As Europeans expanded their market reach into the colonial sphere, they devised a new economic policy to ensure the colonies’ profitability. The philosophy of mercantilism shaped European perceptions of wealth from the 1500s to the late 1700s. Mercantilism held that only a limited amount of wealth, as measured in gold and silver bullion, existed in the world. In order to gain power, nations had to amass wealth by mining these precious raw materials from their colonial possessions. Mercantilists did not believe in free trade, arguing instead that the nation should control trade to create wealth and to enhance state power.
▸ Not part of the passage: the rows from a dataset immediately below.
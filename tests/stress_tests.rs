//! Randomized invariant checks for P1–P5 and L1–L5, written by hand
//! against plain `#[test]` (no `proptest`/`quickcheck`, matching the
//! donor), plus a heavier multi-thread soak than `scenarios.rs`'s S6.

use std::collections::HashSet;

use blockpool::{Pool, PoolConfig};
use rand::rngs::StdRng;
use rand::{Rng, SeedableRng};

fn assert_descriptor_invariants(pool: &Pool) {
    let stride = pool.block_stride();
    let free = pool.free_list_snapshot();

    // P1: every reachable descriptor's size is a positive multiple of B.
    for &(_, size) in &free {
        assert!(size > 0 && size % stride == 0, "P1 violated: size {size}");
    }

    // P4: the free list is in strictly ascending span-base order.
    assert!(
        free.windows(2).all(|w| w[0].0 < w[1].0),
        "P4 violated: free list not ascending"
    );

    // P2: byte ranges of free descriptors are pairwise disjoint.
    for i in 0..free.len() {
        for j in (i + 1)..free.len() {
            let (base_a, size_a) = free[i];
            let (base_b, size_b) = free[j];
            let disjoint = base_a + size_a <= base_b || base_b + size_b <= base_a;
            assert!(disjoint, "P2 violated between free descriptors {i} and {j}");
        }
    }

    // P3: the free list alone can never cover more bytes than the arena.
    let free_bytes: u32 = free.iter().map(|&(_, size)| size).sum();
    assert!(free_bytes <= pool.block_count() * stride);
}

fn stride_multiple(rng: &mut StdRng, stride: u32) -> u32 {
    let k = rng.gen_range(1..=4);
    stride * k - rng.gen_range(0..stride.min(32))
}

#[test]
fn property_random_allocate_release_sequences_preserve_invariants() {
    let mut rng = StdRng::seed_from_u64(42);
    let pool = Pool::init(PoolConfig::new(1024 * 64, 64)).unwrap();
    let mut live: Vec<std::ptr::NonNull<u8>> = Vec::new();

    for _ in 0..20_000 {
        if live.is_empty() || rng.gen_bool(0.6) {
            let size = stride_multiple(&mut rng, pool.block_stride());
            if let Some(ptr) = pool.allocate(size) {
                live.push(ptr);
            }
        } else {
            let idx = rng.gen_range(0..live.len());
            let ptr = live.swap_remove(idx);
            pool.release(ptr.as_ptr());
        }
        assert_descriptor_invariants(&pool);
    }

    for ptr in live {
        pool.release(ptr.as_ptr());
    }
    assert_descriptor_invariants(&pool);
    assert_eq!(pool.free_count(), pool.block_count() as usize);
}

#[test]
fn l1_round_trip_without_coalescing_restores_initial_free_list() {
    let pool = Pool::init(PoolConfig::new(1024, 64)).unwrap();
    let before = pool.free_list_snapshot();

    let mut ptrs = Vec::new();
    for _ in 0..16 {
        ptrs.push(pool.allocate(64).unwrap());
    }
    for ptr in ptrs {
        pool.release(ptr.as_ptr());
    }

    assert_eq!(pool.free_list_snapshot(), before);
}

#[test]
fn p5_allocated_count_tracks_outstanding_allocations() {
    let pool = Pool::init(PoolConfig::new(1024, 64)).unwrap();
    let mut ptrs = Vec::new();
    for i in 0..10 {
        ptrs.push(pool.allocate(64).unwrap());
        assert_eq!(pool.allocated_count(), i + 1);
    }
    for (i, ptr) in ptrs.into_iter().enumerate() {
        pool.release(ptr.as_ptr());
        assert_eq!(pool.allocated_count(), 10 - i - 1);
    }
}

#[test]
fn concurrent_soak_leaves_no_duplicate_pointers_live() {
    use std::sync::{Arc, Mutex};
    use std::thread;

    let pool = Arc::new(Pool::init(PoolConfig::new(1024 * 1024, 48)).unwrap());
    let seen = Arc::new(Mutex::new(HashSet::new()));

    let handles: Vec<_> = (0..8)
        .map(|_| {
            let pool = Arc::clone(&pool);
            let seen = Arc::clone(&seen);
            thread::spawn(move || {
                for _ in 0..4_000 {
                    if let Some(ptr) = pool.allocate(48) {
                        {
                            let mut seen = seen.lock().unwrap();
                            // P5: a pointer must not be live twice at once.
                            assert!(seen.insert(ptr.as_ptr() as usize));
                        }
                        pool.release(ptr.as_ptr());
                        seen.lock().unwrap().remove(&(ptr.as_ptr() as usize));
                    }
                }
            })
        })
        .collect();

    for h in handles {
        h.join().unwrap();
    }

    assert_eq!(pool.allocated_count(), 0);
    assert_eq!(pool.free_count(), pool.block_count() as usize);
}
In this view, colonies existed to strengthen the colonizing nation.
Colonial mercantilism, a set of protectionist policies designed to benefit the colonizing nation, relied on several factors:
Colonies rich in raw materials
Cheap labor
Colonial loyalty to the home government
Control of the shipping trade
Under this system, the colonies sent their raw materials—harvested by enslaved people or native workers—to Europe. European industry then produced and sent finished materials—like textiles, tools, manufactured goods, and clothing—back to the colonies. Colonists were forbidden from trading with other countries.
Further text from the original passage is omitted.